Scott also said he was still reviewing the SunRail commuter-train project linking downtown Orlando with Seminole, Volusia and Osceola counties later this decade, even though money has been set aside in the state budget he proposed last week.
Scott's decision drew applause from tea-party groups who had worked for his election last year and cheered him last week when he introduced his $65.8 billion budget at a rally in Eustis.
"We met with the Governor on HSR this past week and we are even more encouraged today that he has again stood strong against the politics as usual played by the Beltway crowd," said Sharon Calvert, co-founder of the Tampa Tea Party, in a statement.
If the decision holds, it would end yet another attempt to bring high-speed rail to Florida, a quest begun under former Gov. Bob Graham during the 1980s. Several efforts came close, including one scuttled in 2004 by former Gov. Jeb Bush.
Nelson said he talked Wednesday with LaHood about pursuing a plan that would create another Florida entity that could serve as proxy to accept the federal money, rather than the state. This might involve a team of cities such as Orlando, Lakeland and Tampa, maybe even with private partners.
"We can't afford to allow this opportunity to pass us by," Nelson said.
State legislators questioned why the governor would turn down the estimated 23,000 construction jobs the train could create after he campaigned on a "jobs agenda."
Without letting the private sector come to the table, we really don't know how viable it is," said Sen. Thad Altman, R-Viera. "There's no rational reason at all not to allow that to happen — unless you're afraid of what you might hear. We might hear that this thing will work."
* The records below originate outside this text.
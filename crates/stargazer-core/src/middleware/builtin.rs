//! The built-in middleware, in their default registration order:
//! [`SequenceStamp`], [`PayloadGuard`], [`ActionLog`], [`DispatchTiming`],
//! [`AutosaveTrigger`], [`PersistRequestRelay`].

use std::collections::{BTreeMap, VecDeque};
use std::sync::atomic::{AtomicBool, Ordering};
use std::sync::{Arc, Mutex, MutexGuard, PoisonError};
use std::time::{Duration, Instant};

use stargazer_types::{Action, ActionKind, ActionSource, ActionType, SaveKind, Snapshot};
use tracing::{debug, warn};

use super::{Middleware, MiddlewareError};
use crate::config::{DispatchConfig, PersistenceConfig};

/// Context key under which [`PayloadGuard`] records suspicious payloads.
pub const PAYLOAD_WARNING_TAG: &str = "payload_warning";

// ---------------------------------------------------------------------------
// SequenceStamp
// ---------------------------------------------------------------------------

/// Stamps `meta.sequence` with a monotonically increasing number.
#[derive(Debug, Default)]
pub struct SequenceStamp {
    next: u64,
}

impl SequenceStamp {
    /// Start numbering at 1.
    pub const fn new() -> Self {
        Self { next: 0 }
    }
}

impl Middleware for SequenceStamp {
    fn name(&self) -> &'static str {
        "sequence_stamp"
    }

    fn before(
        &mut self,
        action: &Action,
        _snapshot: &Snapshot,
    ) -> Result<Option<Action>, MiddlewareError> {
        self.next = self.next.saturating_add(1);
        let mut stamped = action.clone();
        stamped.meta.sequence = Some(self.next);
        Ok(Some(stamped))
    }
}

// ---------------------------------------------------------------------------
// PayloadGuard
// ---------------------------------------------------------------------------

/// Tags actions whose payloads look wrong so the problem is visible in logs
/// and history. The action itself still goes through; the reducer and
/// validator deal with the consequences.
#[derive(Debug, Clone)]
pub struct PayloadGuard {
    max_increment: i64,
    max_time_delta_ms: i64,
}

impl PayloadGuard {
    /// Build from dispatch config.
    pub const fn new(config: &DispatchConfig) -> Self {
        Self {
            max_increment: config.max_increment,
            max_time_delta_ms: config.max_time_delta_ms,
        }
    }

    fn inspect(&self, kind: &ActionKind) -> Option<&'static str> {
        match kind {
            ActionKind::StatsIncrement { amount, .. } if amount.abs() > self.max_increment => {
                Some("increment_out_of_range")
            }
            ActionKind::TimeUpdate { delta_ms } if *delta_ms > self.max_time_delta_ms => {
                Some("time_delta_too_large")
            }
            ActionKind::TimeUpdate { delta_ms } if *delta_ms < 0 => Some("negative_time_delta"),
            ActionKind::StarDiscovered { star } if star.is_blank() => Some("blank_id"),
            ActionKind::StarSelected { star, .. } if star.id.is_blank() => Some("blank_id"),
            ActionKind::ItemCollected { item } if item.is_blank() => Some("blank_id"),
            ActionKind::ContentUnlocked { content } if content.is_blank() => Some("blank_id"),
            ActionKind::LevelCompleted { level } if level.is_blank() => Some("blank_id"),
            ActionKind::Unrecognized { .. } => Some("unrecognized_type"),
            _ => None,
        }
    }
}

impl Middleware for PayloadGuard {
    fn name(&self) -> &'static str {
        "payload_guard"
    }

    fn before(
        &mut self,
        action: &Action,
        _snapshot: &Snapshot,
    ) -> Result<Option<Action>, MiddlewareError> {
        Ok(self
            .inspect(&action.kind)
            .map(|warning| action.clone().with_tag(PAYLOAD_WARNING_TAG, warning)))
    }
}

// ---------------------------------------------------------------------------
// ActionLog
// ---------------------------------------------------------------------------

/// Structured log line for every completed dispatch.
#[derive(Debug, Default)]
pub struct ActionLog;

impl Middleware for ActionLog {
    fn name(&self) -> &'static str {
        "action_log"
    }

    fn after(
        &mut self,
        action: &Action,
        previous: &Snapshot,
        next: &Snapshot,
    ) -> Result<(), MiddlewareError> {
        let changed = !std::ptr::eq(previous, next);
        if let Some(warning) = action.meta.tag(PAYLOAD_WARNING_TAG) {
            warn!(
                action_type = %action.action_type(),
                sequence = action.meta.sequence,
                source = ?action.meta.source,
                warning,
                changed,
                "Dispatched suspicious action"
            );
        } else {
            debug!(
                action_type = %action.action_type(),
                sequence = action.meta.sequence,
                source = ?action.meta.source,
                changed,
                level = %next.current_level,
                "Dispatched"
            );
        }
        Ok(())
    }
}

// ---------------------------------------------------------------------------
// DispatchTiming
// ---------------------------------------------------------------------------

/// Aggregate timing for one action type.
#[derive(Debug, Clone, Copy, Default, PartialEq, Eq)]
pub struct TimingStats {
    /// Number of dispatches measured.
    pub count: u64,
    /// Sum of durations, in microseconds.
    pub total_us: u64,
    /// Longest duration, in microseconds.
    pub max_us: u64,
}

impl TimingStats {
    /// Mean duration in microseconds, or 0 with no samples.
    pub fn mean_us(&self) -> u64 {
        self.total_us.checked_div(self.count).unwrap_or(0)
    }

    fn record(&mut self, micros: u64) {
        self.count = self.count.saturating_add(1);
        self.total_us = self.total_us.saturating_add(micros);
        self.max_us = self.max_us.max(micros);
    }
}

/// Shared, read-only view of the timing table.
#[derive(Debug, Clone, Default)]
pub struct TimingHandle {
    table: Arc<Mutex<BTreeMap<ActionType, TimingStats>>>,
}

impl TimingHandle {
    /// Copy of the current table.
    pub fn report(&self) -> BTreeMap<ActionType, TimingStats> {
        self.table
            .lock()
            .unwrap_or_else(PoisonError::into_inner)
            .clone()
    }

    /// Stats for one action type.
    pub fn get(&self, action_type: ActionType) -> Option<TimingStats> {
        self.table
            .lock()
            .unwrap_or_else(PoisonError::into_inner)
            .get(&action_type)
            .copied()
    }
}

/// Measures wall time from `before` to `after` and warns on slow dispatches.
#[derive(Debug)]
pub struct DispatchTiming {
    started: Option<Instant>,
    warn_after: Duration,
    handle: TimingHandle,
}

impl DispatchTiming {
    /// Build from dispatch config. Returns the middleware and a handle for
    /// reading the collected stats.
    pub fn new(config: &DispatchConfig) -> (Self, TimingHandle) {
        let handle = TimingHandle::default();
        let timing = Self {
            started: None,
            warn_after: Duration::from_micros(config.slow_dispatch_warn_us),
            handle: handle.clone(),
        };
        (timing, handle)
    }
}

impl Middleware for DispatchTiming {
    fn name(&self) -> &'static str {
        "dispatch_timing"
    }

    fn before(
        &mut self,
        _action: &Action,
        _snapshot: &Snapshot,
    ) -> Result<Option<Action>, MiddlewareError> {
        self.started = Some(Instant::now());
        Ok(None)
    }

    fn after(
        &mut self,
        action: &Action,
        _previous: &Snapshot,
        _next: &Snapshot,
    ) -> Result<(), MiddlewareError> {
        let Some(started) = self.started.take() else {
            return Err(MiddlewareError::Failed {
                middleware: "dispatch_timing",
                reason: "after hook ran without a matching before".to_owned(),
            });
        };
        let elapsed = started.elapsed();
        let micros = u64::try_from(elapsed.as_micros()).unwrap_or(u64::MAX);
        self.handle
            .table
            .lock()
            .unwrap_or_else(PoisonError::into_inner)
            .entry(action.action_type())
            .or_default()
            .record(micros);
        if elapsed > self.warn_after {
            warn!(
                action_type = %action.action_type(),
                elapsed_us = micros,
                threshold_us = u64::try_from(self.warn_after.as_micros()).unwrap_or(u64::MAX),
                "Slow dispatch"
            );
        }
        Ok(())
    }
}

// ---------------------------------------------------------------------------
// AutosaveTrigger
// ---------------------------------------------------------------------------

/// Flag raised by [`AutosaveTrigger`] and drained by whoever owns the
/// persistence gateway.
#[derive(Debug, Clone, Default)]
pub struct AutosaveSignal {
    raised: Arc<AtomicBool>,
}

impl AutosaveSignal {
    /// Create a lowered signal.
    pub fn new() -> Self {
        Self::default()
    }

    /// Raise the signal.
    pub fn raise(&self) {
        self.raised.store(true, Ordering::Release);
    }

    /// Whether the signal is raised, without lowering it.
    pub fn is_raised(&self) -> bool {
        self.raised.load(Ordering::Acquire)
    }

    /// Lower the signal, returning whether it was raised.
    pub fn take(&self) -> bool {
        self.raised.swap(false, Ordering::AcqRel)
    }
}

/// Counts progress actions and raises an [`AutosaveSignal`] every
/// `autosave_every` of them, rate-limited by `autosave_min_interval_ms`.
///
/// Nothing is raised while the session is memory-only or the player has
/// turned autosave off.
#[derive(Debug)]
pub struct AutosaveTrigger {
    every: u32,
    min_interval: Duration,
    pending: u32,
    last_raised: Option<Instant>,
    signal: AutosaveSignal,
}

impl AutosaveTrigger {
    /// Build from persistence config, raising `signal`.
    pub const fn new(config: &PersistenceConfig, signal: AutosaveSignal) -> Self {
        Self {
            every: config.autosave_every,
            min_interval: Duration::from_millis(config.autosave_min_interval_ms),
            pending: 0,
            last_raised: None,
            signal,
        }
    }
}

impl Middleware for AutosaveTrigger {
    fn name(&self) -> &'static str {
        "autosave_trigger"
    }

    fn after(
        &mut self,
        action: &Action,
        previous: &Snapshot,
        next: &Snapshot,
    ) -> Result<(), MiddlewareError> {
        if self.every == 0 || !action.action_type().is_progress() || std::ptr::eq(previous, next) {
            return Ok(());
        }
        self.pending = self.pending.saturating_add(1);
        if self.pending < self.every {
            return Ok(());
        }
        if next.persistence.memory_only || !next.settings.autosave_enabled {
            debug!(
                memory_only = next.persistence.memory_only,
                autosave_enabled = next.settings.autosave_enabled,
                "Autosave skipped"
            );
            return Ok(());
        }
        if self
            .last_raised
            .is_some_and(|at| at.elapsed() < self.min_interval)
        {
            return Ok(());
        }
        self.pending = 0;
        self.last_raised = Some(Instant::now());
        self.signal.raise();
        debug!(action_type = %action.action_type(), "Autosave requested");
        Ok(())
    }
}

// ---------------------------------------------------------------------------
// PersistRequestRelay
// ---------------------------------------------------------------------------

/// Save or load work asked for by a producer dispatching a `*_START` action.
#[derive(Debug, Clone, Copy, PartialEq, Eq)]
pub enum PersistRequest {
    /// Write a save of this kind.
    Save(SaveKind),
    /// Restore the saved game.
    Load,
}

/// Queue filled by [`PersistRequestRelay`] and drained by whoever owns the
/// persistence gateway.
#[derive(Debug, Clone, Default)]
pub struct PersistRequests {
    queue: Arc<Mutex<VecDeque<PersistRequest>>>,
}

impl PersistRequests {
    /// Create an empty queue.
    pub fn new() -> Self {
        Self::default()
    }

    /// Append a request.
    pub fn push(&self, request: PersistRequest) {
        self.lock().push_back(request);
    }

    /// Put a request back at the head of the queue.
    pub fn requeue(&self, request: PersistRequest) {
        self.lock().push_front(request);
    }

    /// Take the oldest request.
    pub fn pop(&self) -> Option<PersistRequest> {
        self.lock().pop_front()
    }

    /// Number of requests waiting.
    pub fn len(&self) -> usize {
        self.lock().len()
    }

    /// Whether nothing is waiting.
    pub fn is_empty(&self) -> bool {
        self.lock().is_empty()
    }

    fn lock(&self) -> MutexGuard<'_, VecDeque<PersistRequest>> {
        self.queue.lock().unwrap_or_else(PoisonError::into_inner)
    }
}

/// Turns `SAVE_GAME_START` and `LOAD_GAME_START` dispatched by producers into
/// [`PersistRequest`]s.
///
/// Starts emitted by the gateway itself are ignored, as are starts the
/// reducer dropped because the same operation was already running.
#[derive(Debug)]
pub struct PersistRequestRelay {
    requests: PersistRequests,
}

impl PersistRequestRelay {
    /// Relay into `requests`.
    pub const fn new(requests: PersistRequests) -> Self {
        Self { requests }
    }
}

impl Middleware for PersistRequestRelay {
    fn name(&self) -> &'static str {
        "persist_request_relay"
    }

    fn after(
        &mut self,
        action: &Action,
        previous: &Snapshot,
        next: &Snapshot,
    ) -> Result<(), MiddlewareError> {
        if action.meta.source == ActionSource::Persistence || std::ptr::eq(previous, next) {
            return Ok(());
        }
        let request = match action.kind {
            ActionKind::SaveGameStart { kind } => PersistRequest::Save(kind),
            ActionKind::LoadGameStart => PersistRequest::Load,
            _ => return Ok(()),
        };
        self.requests.push(request);
        debug!(request = ?request, source = ?action.meta.source, "Persistence requested");
        Ok(())
    }
}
Lawmakers appropriated $300 million for the project last year, and Scott cannot constitutionally scuttle that spending without legislative authority, said Senate budget chief J.D. Alexander. Lawmakers first approved the project at a special session in late 2009 that also authorized construction of SunRail.
But Alexander, R-Lake Wales, said lawmakers had mixed feelings about it given the tea-party-fueled outrage over federal spending. An attempt to continue funding would likely meet with a Scott veto, he said, and "I don't believe there'd be the support to override the veto."
But Scott's seeming disregard for the Legislature's appropriating power — whether it's selling a state plane or killing rail projects — alarmed some lawmakers.
Sen. David Simmons, R-Maitland, said he planned to lobby legislators to fight the governor's move and did not think Scott could unilaterally kill the project.
I disagree with what the governor has said, and I do hope this is not an irrevocable situation," Simmons said.
Among the most dismayed was C.C. "Doc" Dockery, the retired Lakeland insurance magnate who has spent 30 years trying to get a high-speed train in Florida.
He congratulated California because he figures LaHood eventually will move much of the money there, just as he previously sent additional funds to Florida after Republican governors in Wisconsin and Ohio pulled out of high-speed endeavors. California wants to build a train that eventually would link Los Angeles with San Francisco.
The aide to LaHood said the money would not be sent elsewhere while Scott's opponents try to figure out a way to save the train.
Dockery, a longtime Republican fundraiser and husband of state Sen. Paula Dockery, R-Lakeland, also questioned whether Scott really understood how high-speed rail was supposed to operate in Florida.
"The governor is saying to these teams that they must be lying when they agree to accept cost overruns and ridership risks," Dockery said.